**WHAT TO PRODUCE**
Find the lines below that contain the string "BallotDecision". Copy each one.

[[ SUPPLIED RECORDS, beginning ]]

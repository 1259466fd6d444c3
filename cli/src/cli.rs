use std::path::PathBuf;

use votemap::{BillType, DEFAULT_BASE_URL};

/// Roll-call vote maps of US congressional districts
#[derive(clap::Parser, Debug)]
#[command(name = "votemap", version, about, propagate_version = true)]
pub struct Cli {
    /// Increase output verbosity (-v, -vv)
    #[arg(short, long, action = clap::ArgAction::Count, global = true)]
    pub verbose: u8,

    #[command(subcommand)]
    pub command: Commands,
}

#[derive(clap::Subcommand, Debug)]
pub enum Commands {
    /// Render a bill's House vote as a district map (forbids stdout)
    Render(RenderArgs),

    /// Print how each district voted on a bill
    Votes(VoteArgs),
}

/// Which bill to look up, and where.
#[derive(clap::Args, Debug)]
pub struct BillArgs {
    /// Bill number, e.g. 5389
    #[arg(long)]
    pub bill: u32,

    /// Congress number
    #[arg(long, default_value_t = 114)]
    pub congress: u32,

    /// Bill type as named by the API, e.g. house_bill, senate_bill
    #[arg(long, default_value_t = BillType::HouseBill)]
    pub bill_type: BillType,

    /// GovTrack API base URL
    #[arg(long, default_value = DEFAULT_BASE_URL, value_hint = clap::ValueHint::Url)]
    pub api_base: String,

    /// Per-request timeout in seconds
    #[arg(long, default_value_t = 30)]
    pub timeout: u64,
}

#[derive(clap::Args, Debug)]
pub struct RenderArgs {
    #[command(flatten)]
    pub bill: BillArgs,

    /// National TopoJSON (land and state outlines)
    #[arg(long, value_hint = clap::ValueHint::FilePath)]
    pub national: PathBuf,

    /// Congressional district TopoJSON
    #[arg(long, value_hint = clap::ValueHint::FilePath)]
    pub districts: PathBuf,

    /// Output image, .svg or .png
    #[arg(short, long, value_hint = clap::ValueHint::FilePath)]
    pub output: PathBuf,

    /// Overwrite the output file if it exists
    #[arg(long)]
    pub force: bool,
}

#[derive(clap::Args, Debug)]
pub struct VoteArgs {
    #[command(flatten)]
    pub bill: BillArgs,
}
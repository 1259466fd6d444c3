use std::fmt::Write;

use crate::{
    common::Rgb,
    votes::{BallotDecision, DistrictKey, Party, VoteMapping},
};

/// What a district is drawn as: the member's party crossed with a yes/no reading of the ballot.
#[derive(Debug, Clone, Copy, PartialEq, Eq, Hash)]
pub enum DisplayCategory {
    NoData,
    RepYes,
    DemYes,
    OtherYes,
    RepNo,
    DemNo,
    OtherNo,
}

impl DisplayCategory {
    pub const ALL: [DisplayCategory; 7] = [
        DisplayCategory::NoData,
        DisplayCategory::RepYes,
        DisplayCategory::DemYes,
        DisplayCategory::OtherYes,
        DisplayCategory::RepNo,
        DisplayCategory::DemNo,
        DisplayCategory::OtherNo,
    ];

    /// Category for a district. Districts without a key or a record have no data;
    /// anything other than Yea counts as "no".
    pub fn classify(key: Option<DistrictKey>, mapping: &VoteMapping) -> Self {
        let Some(record) = key.and_then(|key| mapping.get(&key)) else {
            return DisplayCategory::NoData;
        };

        match (record.party, record.decision) {
            (Party::Republican, BallotDecision::Yea) => DisplayCategory::RepYes,
            (Party::Democrat, BallotDecision::Yea) => DisplayCategory::DemYes,
            (Party::Other, BallotDecision::Yea) => DisplayCategory::OtherYes,
            (Party::Republican, _) => DisplayCategory::RepNo,
            (Party::Democrat, _) => DisplayCategory::DemNo,
            (Party::Other, _) => DisplayCategory::OtherNo,
        }
    }

    pub fn css_class(self) -> &'static str {
        match self {
            DisplayCategory::NoData => "district-none",
            DisplayCategory::RepYes => "district-rep-yes",
            DisplayCategory::DemYes => "district-dem-yes",
            DisplayCategory::OtherYes => "district-other-yes",
            DisplayCategory::RepNo => "district-rep-no",
            DisplayCategory::DemNo => "district-dem-no",
            DisplayCategory::OtherNo => "district-other-no",
        }
    }

    /// Saturated hues for "yes", light tints of the same hue for "no".
    pub(crate) fn fill(self) -> Rgb {
        match self {
            DisplayCategory::NoData => Rgb::new(0xcc, 0xcc, 0xcc),
            DisplayCategory::RepYes => Rgb::new(0xb2, 0x18, 0x2b),
            DisplayCategory::DemYes => Rgb::new(0x21, 0x66, 0xac),
            DisplayCategory::OtherYes => Rgb::new(0x5e, 0x3c, 0x99),
            DisplayCategory::RepNo => Rgb::new(0xf4, 0xa5, 0x82),
            DisplayCategory::DemNo => Rgb::new(0x92, 0xc5, 0xde),
            DisplayCategory::OtherNo => Rgb::new(0xb2, 0xab, 0xd2),
        }
    }
}

/// Embedded stylesheet: background, one fill rule per category, and the two boundary strokes.
pub(crate) fn stylesheet() -> String {
    let mut css = String::from(".background { fill: none; }\n");
    for category in DisplayCategory::ALL {
        // writing to a String cannot fail
        let _ = writeln!(css, ".{} {{ fill: {}; }}", category.css_class(), category.fill());
    }
    css.push_str(".state-boundaries { fill: none; stroke: #fff; stroke-width: 1.5px; }\n");
    css.push_str(".district-boundaries { fill: none; stroke: #fff; stroke-width: .5px; stroke-linecap: round; stroke-linejoin: round; }\n");
    css
}
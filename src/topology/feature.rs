use geo::{Coord, LineString, MultiLineString, MultiPoint, MultiPolygon, Point, Polygon};

use crate::{Result, topology::{FeatureId, Geometry, Shape, Topology}};

/// A geometry object resolved to coordinates.
#[derive(Debug, Clone, PartialEq)]
pub struct Feature {
    pub id: Option<FeatureId>,
    pub geometry: Option<geo::Geometry<f64>>,
}

impl Topology {
    /// Convert a named object into features: one per member for collections, otherwise one.
    pub fn features(&self, object: &str) -> Result<Vec<Feature>> {
        match self.object(object)? {
            Geometry { shape: Shape::GeometryCollection(children), .. } => {
                children.iter().map(|child| self.feature(child)).collect()
            }
            geometry => Ok(vec![self.feature(geometry)?]),
        }
    }

    /// Resolve one geometry's arcs into a feature.
    pub fn feature(&self, geometry: &Geometry) -> Result<Feature> {
        Ok(Feature { id: geometry.id.clone(), geometry: self.resolve(&geometry.shape)? })
    }

    /// Union (by concatenation) of every polygon under a named object, e.g. the national land outline.
    pub fn merge_polygons(&self, object: &str) -> Result<MultiPolygon<f64>> {
        let mut polygons = Vec::new();
        self.collect_polygons(self.object(object)?, &mut polygons)?;
        Ok(MultiPolygon(polygons))
    }

    fn collect_polygons(&self, geometry: &Geometry, out: &mut Vec<Polygon<f64>>) -> Result<()> {
        match &geometry.shape {
            Shape::GeometryCollection(children) => {
                for child in children { self.collect_polygons(child, out)? }
            }
            Shape::Polygon(rings) => out.push(self.polygon(rings)?),
            Shape::MultiPolygon(polygons) => {
                for rings in polygons { out.push(self.polygon(rings)?) }
            }
            _ => {}
        }
        Ok(())
    }

    fn resolve(&self, shape: &Shape) -> Result<Option<geo::Geometry<f64>>> {
        let geometry = match shape {
            Shape::Null => return Ok(None),
            Shape::GeometryCollection(children) => {
                let members = children.iter()
                    .filter_map(|child| self.resolve(&child.shape).transpose())
                    .collect::<Result<Vec<_>>>()?;
                geo::Geometry::GeometryCollection(geo::GeometryCollection(members))
            }
            Shape::Point(position) => Point(self.point(*position)).into(),
            Shape::MultiPoint(positions) => {
                MultiPoint(positions.iter().map(|&p| Point(self.point(p))).collect()).into()
            }
            Shape::LineString(arcs) => self.line(arcs)?.into(),
            Shape::MultiLineString(lines) => {
                MultiLineString(lines.iter().map(|arcs| self.line(arcs)).collect::<Result<_>>()?).into()
            }
            Shape::Polygon(rings) => self.polygon(rings)?.into(),
            Shape::MultiPolygon(polygons) => {
                MultiPolygon(polygons.iter().map(|rings| self.polygon(rings)).collect::<Result<_>>()?).into()
            }
        };
        Ok(Some(geometry))
    }

    fn line(&self, arcs: &[i64]) -> Result<LineString<f64>> {
        Ok(LineString(self.stitch(arcs)?))
    }

    /// First ring is the exterior, the rest are holes. Rings are closed by `Polygon::new`.
    fn polygon(&self, rings: &[Vec<i64>]) -> Result<Polygon<f64>> {
        let mut rings = rings.iter().map(|arcs| self.stitch(arcs).map(LineString::<f64>::from));
        let exterior = rings.next().transpose()?.unwrap_or_else(|| LineString::new(Vec::<Coord<f64>>::new()));
        let interiors = rings.collect::<Result<Vec<_>>>()?;
        Ok(Polygon::new(exterior, interiors))
    }
}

[[ SUPPLIED RECORDS, end ]]

**PROBLEM SOLUTION**
    votes::{BallotDecision, DistrictKey, Party, VoteMapping},
            (Party::Republican, BallotDecision::Yea) => DisplayCategory::RepYes,
            (Party::Democrat, BallotDecision::Yea) => DisplayCategory::DemYes,
            (Party::Other, BallotDecision::Yea) => DisplayCategory::OtherYes,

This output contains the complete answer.